WENATCHEE — Organizations from Douglas and Chelan counties came together Thursday to survey the homeless population and connect them with resources.
The efforts were part of a Point in Time Count, a requirement from the state and federal governments that determines how much funding is needed in the area. The counts usually take place each January, but this year’s was pushed to February and 2021’s was canceled due to COVID concerns.
The count began at 7 a.m. at Link Transit’s Columbia Station, where organizations surveyed individuals experiencing homelessness and passed out hot food, hygiene items and feminine hygiene products, coats, sleeping bags and about 170 backpacks. The Chelan-Douglas Health District also administered five flu shots and two COVID vaccines to participants, and Columbia Valley Community Health provided a mobile clinic.
Arturo Medina is currently homeless because of the lack of agriculture work during the winter and a recent injury. He’s staying with a friend and said the resources offered Thursday were an example that there is still good in the world.
“Life isn’t just pleasure, smiles and laughs; life is hard,” Medina said in Spanish. “But in Wenatchee, there’s help.”
Alan Walker, Chelan-Douglas Community Action Council executive director, said the count was a way to show that the community cares.
“The people that are coming here are so grateful for the little bit of help,” he said, adding that the majority of survey participants are trying to get off the streets. “For the most part, they’re trying to get their lives together. I think that’s what I really want the community to know: people are wanting to get off the street and are wanting to be employed and have a roof over their head.”
Throughout the day, groups also went to different areas in the city to get more survey responses. Survey questions included demographic information about the participant, like race, age and gender, as well as how long the individual has been homeless and whether they’ve stayed in a local shelter.
The survey aims to paint an accurate picture of the area’s homeless population, but Chelan County Housing Program Coordinator Sasha Sleiman, who organized the count, said the survey data won’t be perfect.
“When you’re dealing with people, there’s just always room for inaccuracy,” she said. “I just don’t want people to feel like they have to put 100% stock into this one day — and it’s only one day.”
Individuals living in vehicles or tents hidden in really rural areas or forest lands may be missed, for example. And because the count is limited to one day, it can’t account for individuals who may have found temporary shelter for the night of the count, such as those who couch surfed Wednesday night to get out of the snow.
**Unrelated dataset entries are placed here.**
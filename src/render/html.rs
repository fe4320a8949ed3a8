// src/render/html.rs
//! Server-rendered single page: input form or results dashboard

use super::skills::SkillBars;
use super::view::{ResultsView, SectionKind};
use crate::session::{Mode, ViewState};

pub const RESULT_SECTION_ID: &str = "result-section";
/// The draft screenshot is fetched from here rather than inlined in the page
pub const PREVIEW_PATH: &str = "/screenshot";

const STYLE: &str = r#"
body{font-family:system-ui,sans-serif;background:#f8fafc;color:#0f172a;margin:0}
main{max-width:56rem;margin:0 auto;padding:3rem 1rem}
header.page{text-align:center;margin-bottom:2.5rem}
.card{background:#fff;border:1px solid #e2e8f0;border-radius:1.5rem;padding:2rem;margin-bottom:1.5rem}
.dark{background:#0f172a;color:#f8fafc}
.error{background:#fef2f2;border:1px solid #fee2e2;color:#dc2626;border-radius:.75rem;padding:1rem;margin:1rem 0}
.bar-track{background:#f1f5f9;border-radius:4px;height:20px}
.bar{height:20px;border-radius:0 4px 4px 0}
.skill{margin:.75rem 0}
.label{font-size:.75rem;font-weight:700;text-transform:uppercase;letter-spacing:.1em;color:#94a3b8}
button{font-weight:700;border:0;border-radius:1rem;padding:1rem 1.5rem;cursor:pointer}
button.primary{background:#4f46e5;color:#fff;width:100%}
button:disabled{background:#a5b4fc;cursor:wait}
input[type=url]{width:100%;box-sizing:border-box;padding:1rem;border:1px solid #e2e8f0;border-radius:1rem;font-size:1.1rem}
.preview{max-height:6rem;border-radius:.5rem}
"#;

const EXPORT_SCRIPT: &str = r#"
async function downloadReport(button) {
  button.disabled = true;
  try {
    const response = await fetch('/export');
    if (!response.ok) {
      const body = await response.json().catch(() => ({}));
      throw new Error(body.error || 'Failed to generate PDF');
    }
    const disposition = response.headers.get('Content-Disposition') || '';
    const match = disposition.match(/filename="([^"]+)"/);
    const blob = await response.blob();
    const link = document.createElement('a');
    link.href = URL.createObjectURL(blob);
    link.download = match ? match[1] : 'report.pdf';
    link.click();
    URL.revokeObjectURL(link.href);
  } catch (err) {
    alert(err.message);
  } finally {
    button.disabled = false;
  }
}
"#;

pub fn escape(input: &str) -> String {
    let mut escaped = String::with_capacity(input.len());
    for c in input.chars() {
        match c {
            '&' => escaped.push_str("&amp;"),
            '<' => escaped.push_str("&lt;"),
            '>' => escaped.push_str("&gt;"),
            '"' => escaped.push_str("&quot;"),
            '\'' => escaped.push_str("&#39;"),
            _ => escaped.push(c),
        }
    }
    escaped
}

pub fn render_page(state: &ViewState) -> String {
    let body = match (&state.mode, &state.last_result) {
        (Mode::Results, Some(result)) => render_results(&ResultsView::build(result), state.exporting),
        _ => render_input(state),
    };

    format!(
        r#"<!DOCTYPE html>
<html lang="en">
<head>
<meta charset="utf-8">
<meta name="viewport" content="width=device-width, initial-scale=1">
<title>Will AI Take My Job?</title>
<style>{STYLE}</style>
</head>
<body>
<main>
<header class="page">
<h1>Will AI Take My Job?</h1>
<p>Get a professional AI risk assessment based on your LinkedIn presence and global industry trends.</p>
</header>
{body}
</main>
<script>{EXPORT_SCRIPT}</script>
</body>
</html>"#
    )
}

fn render_input(state: &ViewState) -> String {
    let analyzing = state.mode == Mode::Analyzing;

    let error = state
        .last_error
        .as_deref()
        .map(|e| format!(r#"<div class="error" role="alert">{}</div>"#, escape(e)))
        .unwrap_or_default();

    let preview = match &state.draft.image {
        Some(_) => format!(
            r#"<div class="screenshot"><img class="preview" alt="Preview" src="{}"><button type="submit" formaction="/screenshot/remove" formnovalidate>Remove screenshot</button></div>"#,
            PREVIEW_PATH
        ),
        None => String::new(),
    };

    let (disabled, label) = if analyzing {
        (" disabled", "Analyzing Profile...")
    } else {
        ("", "Run Assessment")
    };

    format!(
        r#"<section class="card" id="input-section">
<form method="post" action="/assess" enctype="multipart/form-data" onsubmit="this.querySelector('button.primary').disabled = true">
<label class="label" for="profile_url">LinkedIn Profile URL</label>
<input type="url" id="profile_url" name="profile_url" value="{url}" placeholder="https://www.linkedin.com/in/your-profile">
<p class="label">Optional context</p>
<input type="file" name="screenshot" accept="image/*"> <button type="submit" formaction="/screenshot" formnovalidate>Attach</button>
{preview}
<p>We use <b>Google Search</b> to analyze public profile data and current market trends.</p>
{error}
<button class="primary" type="submit"{disabled}>{label}</button>
</form>
</section>"#,
        url = escape(&state.draft.profile_url),
    )
}

fn render_results(view: &ResultsView, exporting: bool) -> String {
    let mut html = format!(r#"<div id="{}">"#, RESULT_SECTION_ID);

    for section in &view.sections {
        let export_attr = if section.exportable {
            ""
        } else {
            r#" data-export="exclude""#
        };

        let inner = match &section.kind {
            SectionKind::Header {
                name,
                role,
                industry,
            } => format!(
                r#"<h2>{}</h2><p><strong>{}</strong> &middot; <span class="label">{}</span></p>"#,
                escape(name),
                escape(role),
                escape(industry)
            ),
            SectionKind::Controls => format!(
                r#"<form method="post" action="/reset" style="display:inline"><button type="submit">New assessment</button></form> <button type="button" onclick="downloadReport(this)"{}>Download PDF</button>"#,
                if exporting { " disabled" } else { "" }
            ),
            SectionKind::Gauge(gauge) => format!(
                r#"<h3>Risk score</h3>{}<p class="risk-level" style="color:{}"><strong>{}</strong></p><p>Risk Score: {}/100</p>"#,
                gauge.to_svg(),
                gauge.color,
                escape(&gauge.level),
                gauge.score
            ),
            SectionKind::Justification(text) => format!(
                r#"<p class="label">Assessment logic</p><p>{}</p>"#,
                escape(text)
            ),
            SectionKind::Skills { bars, methodology } => render_skills(bars, methodology.as_deref()),
            SectionKind::Archetype(edge) => format!(
                r#"<p class="label">Human advantage</p><h3 class="archetype">{}</h3><p>{}</p>"#,
                escape(&edge.archetype),
                escape(&edge.explanation)
            ),
            SectionKind::Frameworks {
                strategic_advice,
                frameworks,
            } => {
                let cards: String = frameworks
                    .iter()
                    .map(|f| {
                        let items: String = f
                            .action_items
                            .iter()
                            .map(|i| format!("<li>{}</li>", escape(i)))
                            .collect();
                        format!(
                            r#"<div class="framework"><h4>{}</h4><p>{}</p><ul>{}</ul></div>"#,
                            escape(&f.name),
                            escape(&f.concept),
                            items
                        )
                    })
                    .collect();
                format!(
                    r#"<h3>Recommendation: What can you do next?</h3><blockquote>&ldquo;{}&rdquo;</blockquote>{}"#,
                    escape(strategic_advice),
                    cards
                )
            }
            SectionKind::ActionPlan(steps) => {
                let items: String = steps
                    .iter()
                    .map(|s| format!("<li>{}</li>", escape(s)))
                    .collect();
                format!(
                    r#"<h3>Immediate Roadmap</h3><ol class="action-plan">{}</ol>"#,
                    items
                )
            }
        };

        let class = match section.kind {
            SectionKind::Frameworks { .. } => "card dark",
            _ => "card",
        };
        html.push_str(&format!(
            r#"<section class="{}"{}>{}</section>"#,
            class, export_attr, inner
        ));
    }

    html.push_str("</div>");
    html
}

fn render_skills(bars: &SkillBars, methodology: Option<&str>) -> String {
    let mut html = String::from(
        r#"<h3>Top Predominant Skills</h3><p class="label">Ordered by prominence</p><div class="skills">"#,
    );

    for bar in &bars.bars {
        html.push_str(&format!(
            r#"<div class="skill" data-rank="{rank}"><span class="skill-name">{name}</span> <span>{length}%</span><div class="bar-track"><div class="bar" style="width:{length}%;background:{color}"></div></div><small>{value}</small></div>"#,
            rank = bar.rank,
            name = escape(&bar.skill),
            length = bar.length,
            color = bar.color,
            value = escape(&bar.irreplaceable_value),
        ));
    }

    html.push_str("</div>");
    if let Some(note) = methodology {
        html.push_str(&format!(r#"<p class="methodology">{}</p>"#, escape(note)));
    }
    html
}

#[cfg(test)]
mod tests {
    use super::*;
    use crate::assessment::types::fixtures::sample_result;

    #[test]
    fn test_escape() {
        assert_eq!(
            escape(r#"<script>alert("x") & 'y'</script>"#),
            "&lt;script&gt;alert(&quot;x&quot;) &amp; &#39;y&#39;&lt;/script&gt;"
        );
    }

    #[test]
    fn test_input_page_shows_error_and_draft() {
        let mut state = ViewState::default();
        state.draft.profile_url = "https://example.com".to_string();
        state.last_error = Some("Please enter a valid LinkedIn URL.".to_string());

        let html = render_page(&state);
        assert!(html.contains(r#"value="https://example.com""#));
        assert!(html.contains("Please enter a valid LinkedIn URL."));
        assert!(html.contains("Run Assessment"));
        assert!(!html.contains(RESULT_SECTION_ID));
    }

    #[test]
    fn test_analyzing_disables_submit() {
        let mut state = ViewState::default();
        state.mode = Mode::Analyzing;
        let html = render_page(&state);
        assert!(html.contains(r#"type="submit" disabled>Analyzing Profile..."#));
    }

    #[test]
    fn test_results_page_escapes_model_text() {
        let mut result = sample_result();
        result.justification = "<b>bold</b>".to_string();
        let mut state = ViewState::default();
        state.mode = Mode::Results;
        state.last_result = Some(result);

        let html = render_page(&state);
        assert!(html.contains(RESULT_SECTION_ID));
        assert!(html.contains("&lt;b&gt;bold&lt;/b&gt;"));
        assert!(html.contains(r#"data-export="exclude""#));
    }
}
// src/errors.rs
//! Error taxonomy shared by the controller, the web layer and the CLI

use std::time::Duration;
use thiserror::Error;

use crate::image_validator::ImageValidationError;

/// Message shown inline whenever the analysis call fails, whatever the cause.
pub const ANALYSIS_FAILED_MESSAGE: &str =
    "Analysis failed. The profile might be private or unreachable. Try uploading a screenshot.";

#[derive(Debug, Clone, Error)]
pub enum ValidationError {
    #[error("Please enter a LinkedIn profile URL.")]
    EmptyUrl,
    #[error("Please enter a valid LinkedIn URL.")]
    InvalidUrl,
    #[error("{}", .0.message)]
    Image(ImageValidationError),
}

impl ValidationError {
    pub fn code(&self) -> &'static str {
        match self {
            Self::EmptyUrl | Self::InvalidUrl => "VALIDATION_ERROR",
            Self::Image(e) => e.error_type.code(),
        }
    }

    pub fn suggestions(&self) -> Vec<String> {
        match self {
            Self::EmptyUrl | Self::InvalidUrl => vec![
                "Use a profile address like https://www.linkedin.com/in/your-profile".to_string(),
            ],
            Self::Image(e) => vec![e.suggestion.clone()],
        }
    }
}

#[derive(Debug, Clone, Error)]
pub enum ClientError {
    #[error("analysis service unreachable: {0}")]
    Unreachable(String),
    #[error("analysis service returned {status}: {message}")]
    Service { status: u16, message: String },
    #[error("analysis service did not answer within {0:?}")]
    Timeout(Duration),
    #[error("analysis was cancelled")]
    Cancelled,
    #[error("malformed analysis response: {0}")]
    MalformedResponse(String),
}

impl ClientError {
    pub fn code(&self) -> &'static str {
        match self {
            Self::Unreachable(_) => "SERVICE_UNREACHABLE",
            Self::Service { .. } => "SERVICE_ERROR",
            Self::Timeout(_) => "SERVICE_TIMEOUT",
            Self::Cancelled => "CANCELLED",
            Self::MalformedResponse(_) => "MALFORMED_RESPONSE",
        }
    }

    pub fn is_malformed(&self) -> bool {
        matches!(self, Self::MalformedResponse(_))
    }
}

#[derive(Debug, Clone, Error)]
pub enum ExportError {
    #[error("failed to render report: {0}")]
    Render(String),
    #[error("document toolchain unavailable: {0}")]
    Toolchain(String),
    #[error("export i/o failure: {0}")]
    Io(String),
}

impl ExportError {
    pub fn code(&self) -> &'static str {
        "EXPORT_ERROR"
    }
}

impl From<std::io::Error> for ExportError {
    fn from(e: std::io::Error) -> Self {
        Self::Io(e.to_string())
    }
}

#[derive(Debug, Error)]
pub enum ConfigError {
    #[error("GEMINI_API_KEY (or API_KEY) environment variable not set")]
    MissingApiKey,
    #[error("{name} has an invalid value: {value}")]
    InvalidValue { name: &'static str, value: String },
}
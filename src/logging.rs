use tracing_subscriber::EnvFilter;

const DEFAULT_FILTER: &str = "info,urlgate=debug";

/// Initialize structured logging to stderr.
///
/// `RUST_LOG` overrides the default filter. `quiet` drops urlgate's own
/// per-URL events down to warnings.
pub fn init_logging(quiet: bool) {
    let env_filter = EnvFilter::try_from_default_env().unwrap_or_else(|_| {
        if quiet {
            EnvFilter::new("warn")
        } else {
            EnvFilter::new(DEFAULT_FILTER)
        }
    });

    tracing_subscriber::fmt()
        .with_env_filter(env_filter)
        .with_writer(std::io::stderr)
        .with_target(false)
        .init();
}
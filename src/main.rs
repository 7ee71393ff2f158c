mod logging;

use std::path::PathBuf;
use std::process::ExitCode;

use anyhow::{Context, Result};
use clap::Parser;
use urlgate::{AddressCheck, Blacklist, Config, Decision, DnsResolver, Validator};

/// Check long URLs the way the shortener does before storing them.
#[derive(Debug, Parser)]
#[command(name = "urlgate")]
#[command(about = "SSRF and malware admission check for shortener URLs", long_about = None)]
struct Cli {
    /// URLs to check.
    #[arg(required = true, value_name = "URL")]
    urls: Vec<String>,

    /// Blacklist file, one domain per line.
    #[arg(long, value_name = "FILE")]
    blacklist: Option<PathBuf>,

    /// TOML file with validator settings.
    #[arg(long, value_name = "FILE")]
    config: Option<PathBuf>,

    /// Only require the first resolved address to be public.
    #[arg(long)]
    first_address_only: bool,

    /// Refuse URLs that carry a username or password.
    #[arg(long)]
    reject_userinfo: bool,

    /// Let blacklist entries cover their subdomains.
    #[arg(long)]
    blacklist_subdomains: bool,

    /// DNS lookup timeout in milliseconds (overrides the config file).
    #[arg(long, value_name = "MS")]
    dns_timeout_ms: Option<u64>,

    /// Only log warnings and errors.
    #[arg(short, long)]
    quiet: bool,
}

impl Cli {
    fn load_config(&self) -> Result<Config> {
        let mut config = match &self.config {
            Some(path) => {
                let text = std::fs::read_to_string(path)
                    .with_context(|| format!("reading config {}", path.display()))?;
                Config::from_toml_str(&text)
                    .with_context(|| format!("parsing config {}", path.display()))?
            }
            None => Config::default(),
        };

        if self.first_address_only {
            config.resolved_addresses = AddressCheck::First;
        }
        if self.reject_userinfo {
            config.reject_userinfo = true;
        }
        if self.blacklist_subdomains {
            config.blacklist_subdomains = true;
        }
        if let Some(ms) = self.dns_timeout_ms {
            config.dns_timeout_ms = ms;
        }
        Ok(config)
    }

    fn load_blacklist(&self) -> Result<Blacklist> {
        match &self.blacklist {
            Some(path) => Blacklist::load(path)
                .with_context(|| format!("reading blacklist {}", path.display())),
            None => Ok(Blacklist::new()),
        }
    }
}

async fn run(cli: Cli) -> Result<bool> {
    let config = cli.load_config()?;
    let blacklist = cli.load_blacklist()?;
    tracing::info!(entries = blacklist.len(), "blacklist loaded");

    let resolver = DnsResolver::with_timeout(config.dns_timeout())?;
    let validator = Validator::with_config(resolver, config);

    let mut all_accepted = true;
    for url in &cli.urls {
        match validator.validate(url, &blacklist).await? {
            Decision::Accepted(_) => println!("accepted {}", url),
            Decision::Rejected(reason) => {
                all_accepted = false;
                println!("rejected {} {}: {}", reason.code(), url, reason);
            }
        }
    }
    Ok(all_accepted)
}

#[tokio::main]
async fn main() -> ExitCode {
    let cli = Cli::parse();
    logging::init_logging(cli.quiet);

    match run(cli).await {
        Ok(true) => ExitCode::SUCCESS,
        Ok(false) => ExitCode::from(2),
        Err(err) => {
            eprintln!("urlgate error: {:#}", err);
            ExitCode::FAILURE
        }
    }
}
//! IP address classification.
//!
//! Every address the gate looks at, whether it came from the URL itself or
//! from DNS, goes through [`classify`]. IPv6 addresses that embed an IPv4
//! address (mapped, translated, compatible, NAT64, 6to4) are classified by the
//! embedded IPv4. Only `2000::/3` global unicast can be public on the IPv6
//! side; everything outside it, unique local and link-local aside, is reserved.

use std::fmt;
use std::net::{IpAddr, Ipv4Addr, Ipv6Addr};
use std::sync::LazyLock;

use ipnet::{Ipv4Net, Ipv6Net};

/// Reachability class of an IP address.
#[derive(Debug, Clone, Copy, PartialEq, Eq, Hash)]
pub enum IpClass {
    /// Globally routable.
    Public,
    /// RFC 1918, shared address space (100.64.0.0/10) and IPv6 unique local.
    Private,
    /// 127.0.0.0/8 and ::1.
    Loopback,
    /// 169.254.0.0/16 and fe80::/10.
    LinkLocal,
    /// Unspecified, multicast, documentation, benchmarking and other special-use
    /// ranges, plus IPv6 space outside `2000::/3`.
    Reserved,
}

impl IpClass {
    pub fn is_public(self) -> bool {
        self == IpClass::Public
    }

    pub fn as_str(self) -> &'static str {
        match self {
            IpClass::Public => "public",
            IpClass::Private => "private",
            IpClass::Loopback => "loopback",
            IpClass::LinkLocal => "link-local",
            IpClass::Reserved => "reserved",
        }
    }
}

impl fmt::Display for IpClass {
    fn fmt(&self, f: &mut fmt::Formatter<'_>) -> fmt::Result {
        f.write_str(self.as_str())
    }
}

const SHARED_V4: &str = "100.64.0.0/10";

const RESERVED_V4: &[&str] = &[
    "0.0.0.0/8",       // "this network"
    "192.0.0.0/24",    // IETF protocol assignments
    "192.0.2.0/24",    // TEST-NET-1
    "198.18.0.0/15",   // benchmarking
    "198.51.100.0/24", // TEST-NET-2
    "203.0.113.0/24",  // TEST-NET-3
    "224.0.0.0/4",     // multicast
    "240.0.0.0/4",     // future use, includes 255.255.255.255
];

const RESERVED_V6: &[&str] = &[
    "ff00::/8",      // multicast
    "2001::/23",     // IETF protocol assignments, includes Teredo 2001::/32
    "2001:10::/28",  // ORCHID
    "2001:db8::/32", // documentation
    "100::/64",      // discard
    "fec0::/10",     // deprecated site-local
];

static SHARED_V4_NET: LazyLock<Ipv4Net> =
    LazyLock::new(|| SHARED_V4.parse().expect("shared address range literal"));

static RESERVED_V4_NETS: LazyLock<Vec<Ipv4Net>> = LazyLock::new(|| {
    RESERVED_V4
        .iter()
        .map(|cidr| cidr.parse().expect("reserved IPv4 range literal"))
        .collect()
});

static RESERVED_V6_NETS: LazyLock<Vec<Ipv6Net>> = LazyLock::new(|| {
    RESERVED_V6
        .iter()
        .map(|cidr| cidr.parse().expect("reserved IPv6 range literal"))
        .collect()
});

static NAT64_NET: LazyLock<Ipv6Net> =
    LazyLock::new(|| "64:ff9b::/96".parse().expect("NAT64 range literal"));

static LOCAL_NAT64_NET: LazyLock<Ipv6Net> =
    LazyLock::new(|| "64:ff9b:1::/48".parse().expect("local NAT64 range literal"));

static SIX_TO_FOUR_NET: LazyLock<Ipv6Net> =
    LazyLock::new(|| "2002::/16".parse().expect("6to4 range literal"));

/// Classify an IP address.
pub fn classify(ip: IpAddr) -> IpClass {
    match ip {
        IpAddr::V4(ipv4) => classify_v4(ipv4),
        IpAddr::V6(ipv6) => classify_v6(ipv6),
    }
}

fn classify_v4(ip: Ipv4Addr) -> IpClass {
    if ip.is_loopback() {
        return IpClass::Loopback;
    }

    if ip.is_link_local() {
        return IpClass::LinkLocal;
    }

    if ip.is_private() || SHARED_V4_NET.contains(&ip) {
        return IpClass::Private;
    }

    if RESERVED_V4_NETS.iter().any(|net| net.contains(&ip)) {
        return IpClass::Reserved;
    }

    IpClass::Public
}

fn classify_v6(ip: Ipv6Addr) -> IpClass {
    if ip.is_unspecified() {
        return IpClass::Reserved;
    }

    // ::1 before any embedded-IPv4 handling, it would otherwise read as ::0.0.0.1
    if ip.is_loopback() {
        return IpClass::Loopback;
    }

    if let Some(ipv4) = embedded_ipv4(ip) {
        return classify_v4(ipv4);
    }

    // Local-use NAT64 is never globally reachable, whatever it carries.
    if LOCAL_NAT64_NET.contains(&ip) {
        return match classify_v4(low_ipv4(ip)) {
            IpClass::Public => IpClass::Reserved,
            class => class,
        };
    }

    let first = ip.segments()[0];

    // fe80::/10
    if first & 0xffc0 == 0xfe80 {
        return IpClass::LinkLocal;
    }

    // fc00::/7
    if first & 0xfe00 == 0xfc00 {
        return IpClass::Private;
    }

    if RESERVED_V6_NETS.iter().any(|net| net.contains(&ip)) {
        return IpClass::Reserved;
    }

    // 2000::/3
    if first & 0xe000 != 0x2000 {
        return IpClass::Reserved;
    }

    IpClass::Public
}

/// Extract an IPv4 address carried inside an IPv6 one.
///
/// Covers IPv4-mapped (`::ffff:a.b.c.d`), IPv4-translated
/// (`::ffff:0:a.b.c.d`), the deprecated IPv4-compatible form (`::a.b.c.d`),
/// the NAT64 well-known prefix (`64:ff9b::a.b.c.d`) and 6to4
/// (`2002:aabb:ccdd::/48`).
fn embedded_ipv4(ip: Ipv6Addr) -> Option<Ipv4Addr> {
    if let Some(ipv4) = ip.to_ipv4_mapped() {
        return Some(ipv4);
    }

    let segments = ip.segments();
    let tail = low_ipv4(ip);

    if segments[..6] == [0, 0, 0, 0, 0xffff, 0] {
        return Some(tail);
    }

    if segments[..6] == [0, 0, 0, 0, 0, 0] && !tail.is_unspecified() {
        return Some(tail);
    }

    if NAT64_NET.contains(&ip) {
        return Some(tail);
    }

    if SIX_TO_FOUR_NET.contains(&ip) {
        return Some(Ipv4Addr::new(
            (segments[1] >> 8) as u8,
            segments[1] as u8,
            (segments[2] >> 8) as u8,
            segments[2] as u8,
        ));
    }

    None
}

/// The last 32 bits as an IPv4 address.
fn low_ipv4(ip: Ipv6Addr) -> Ipv4Addr {
    let octets = ip.octets();
    Ipv4Addr::new(octets[12], octets[13], octets[14], octets[15])
}
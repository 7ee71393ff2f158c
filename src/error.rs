//! Error and rejection types for urlgate.

use std::net::IpAddr;

use thiserror::Error;

use crate::classify::IpClass;

/// Why a candidate URL was refused.
///
/// Rejections are ordinary outcomes of [`validate`](crate::validate), not
/// faults. The `Display` text is safe to show to the submitting user; it never
/// includes resolver diagnostics or resolved addresses.
#[derive(Debug, Clone, PartialEq, Eq, Error)]
pub enum Rejection {
    #[error("Invalid URL format.")]
    InvalidFormat,

    #[error("Only HTTPS URLs are allowed.")]
    InsecureScheme,

    #[error("Invalid hostname.")]
    InvalidHostname,

    #[error("Localhost URLs are not allowed.")]
    LocalhostBlocked,

    #[error("Private or restricted IP addresses are not allowed.")]
    RestrictedIpLiteral { ip: IpAddr, class: IpClass },

    #[error("Domain cannot be resolved.")]
    UnresolvableDomain,

    #[error("Domain resolves to restricted IP address.")]
    RestrictedIpViaDns { ip: IpAddr, class: IpClass },

    #[error("Domain is blacklisted.")]
    BlacklistedDomain,

    #[error("URL exceeds maximum allowed length of {max} characters.")]
    TooLong { len: usize, max: usize },
}

impl Rejection {
    /// Stable machine-readable reason code.
    pub fn code(&self) -> &'static str {
        match self {
            Rejection::InvalidFormat => "invalid_format",
            Rejection::InsecureScheme => "insecure_scheme",
            Rejection::InvalidHostname => "invalid_hostname",
            Rejection::LocalhostBlocked => "localhost_blocked",
            Rejection::RestrictedIpLiteral { .. } => "restricted_ip_literal",
            Rejection::UnresolvableDomain => "unresolvable_domain",
            Rejection::RestrictedIpViaDns { .. } => "restricted_ip_via_dns",
            Rejection::BlacklistedDomain => "blacklisted_domain",
            Rejection::TooLong { .. } => "too_long",
        }
    }
}

/// Internal faults. Bad input never produces one of these.
#[derive(Debug, Error)]
pub enum Error {
    /// The system DNS configuration could not be loaded.
    #[error("DNS resolver setup failed: {message}")]
    ResolverSetup { message: String },

    /// Unexpected failure outside of validation itself.
    #[error("internal error: {message}")]
    Internal { message: String },
}

impl Error {
    pub(crate) fn resolver_setup(message: impl Into<String>) -> Self {
        Self::ResolverSetup {
            message: message.into(),
        }
    }

    pub(crate) fn internal(message: impl Into<String>) -> Self {
        Self::Internal {
            message: message.into(),
        }
    }
}
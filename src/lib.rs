//! # urlgate
//!
//! Admission gate for URLs submitted to a URL shortener.
//!
//! `urlgate` decides whether a user-supplied long URL may be stored and later
//! redirected to. It refuses anything that could turn the service into an
//! SSRF pivot (loopback, private, link-local and reserved destinations,
//! whether written literally or reached through DNS) and anything on a
//! caller-supplied malware blacklist. It does not make HTTP requests.
//!
//! The DNS resolver and the blacklist are supplied by the caller, so the
//! gate is stateless and can be tested without a network.
//!
//! ## Quick Start
//!
//! ```rust,no_run
//! use urlgate::{validate, Blacklist, Decision, DnsResolver};
//!
//! # async fn example() -> Result<(), urlgate::Error> {
//! let resolver = DnsResolver::new()?;
//! let blacklist: Blacklist = ["malware.example"].into_iter().collect();
//!
//! match validate("https://example.com/api", &blacklist, &resolver).await? {
//!     Decision::Accepted(url) => println!("storing {}", url.url),
//!     Decision::Rejected(reason) => println!("refused ({}): {}", reason.code(), reason),
//! }
//! # Ok(())
//! # }
//! ```

mod blacklist;
mod classify;
mod config;
mod error;
mod parsed_url;
mod resolver;
mod validate;

pub use blacklist::Blacklist;
pub use classify::{classify, IpClass};
pub use config::{AddressCheck, Config, DEFAULT_DNS_TIMEOUT, MAX_URL_LENGTH};
pub use error::{Error, Rejection};
pub use parsed_url::ParsedUrl;
pub use resolver::{DnsResolver, Resolve, ResolveError, StaticResolver};
pub use validate::{validate, validate_sync, Decision, Validated, Validator};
Those who are living with a friend or family, which Sleiman said is common for families with children, also aren’t counted.
“There is just a much larger picture we have to understand as a community and our providers are doing a really good job of trying to understand those in need for us and communicate that to the community through their work,” Sleiman said.
Despite some of the count’s limitations, Sleiman is hopeful that this year’s will be more accurate than previous ones. One reason for this, she said, are the existing relationships outreach providers and emergency shelters have developed within the population, particularly at tent city that was located on South Columbia Street before it was broken up earlier this month.
Sarah Baxter is Catholic Charities’ housing team lead for transitional health services. Her team is among those developing these relationships.
She said providing consistent outreach has resulted in a number of individuals connecting and engaging with mental health services, reuniting with children and other family members and attaining housing.
“Clients have also recognized seeing others achieve success and change after becoming involved with services, and therefore wind up making the decision for themselves to trust service providers for our kind of support,” Baxter said.
On top of taking advantage of existing relationships between service-providers and the homeless population, Sleiman also plans to cross reference survey responses with the number of occupied beds in emergency shelters to make sure people aren’t counted twice, something that hasn’t been done previously.
Sleiman said the volunteers surveyed 159 people during the one-day counts. She hopes to have the count’s final results, with duplicate numbers weeded out and households with multiple people accounted for, next week. That final count will also show how many participants are unsheltered versus staying in shelters.
“I think everyone involved had a really good handle of where people were, even those who found little nooks and crannies to take shelters in places I certainly would never think to look,” she said. “We have outreach providers and managers of shelters who care deeply about all of these people. That care and attention to people’s needs and situations really showed yesterday.”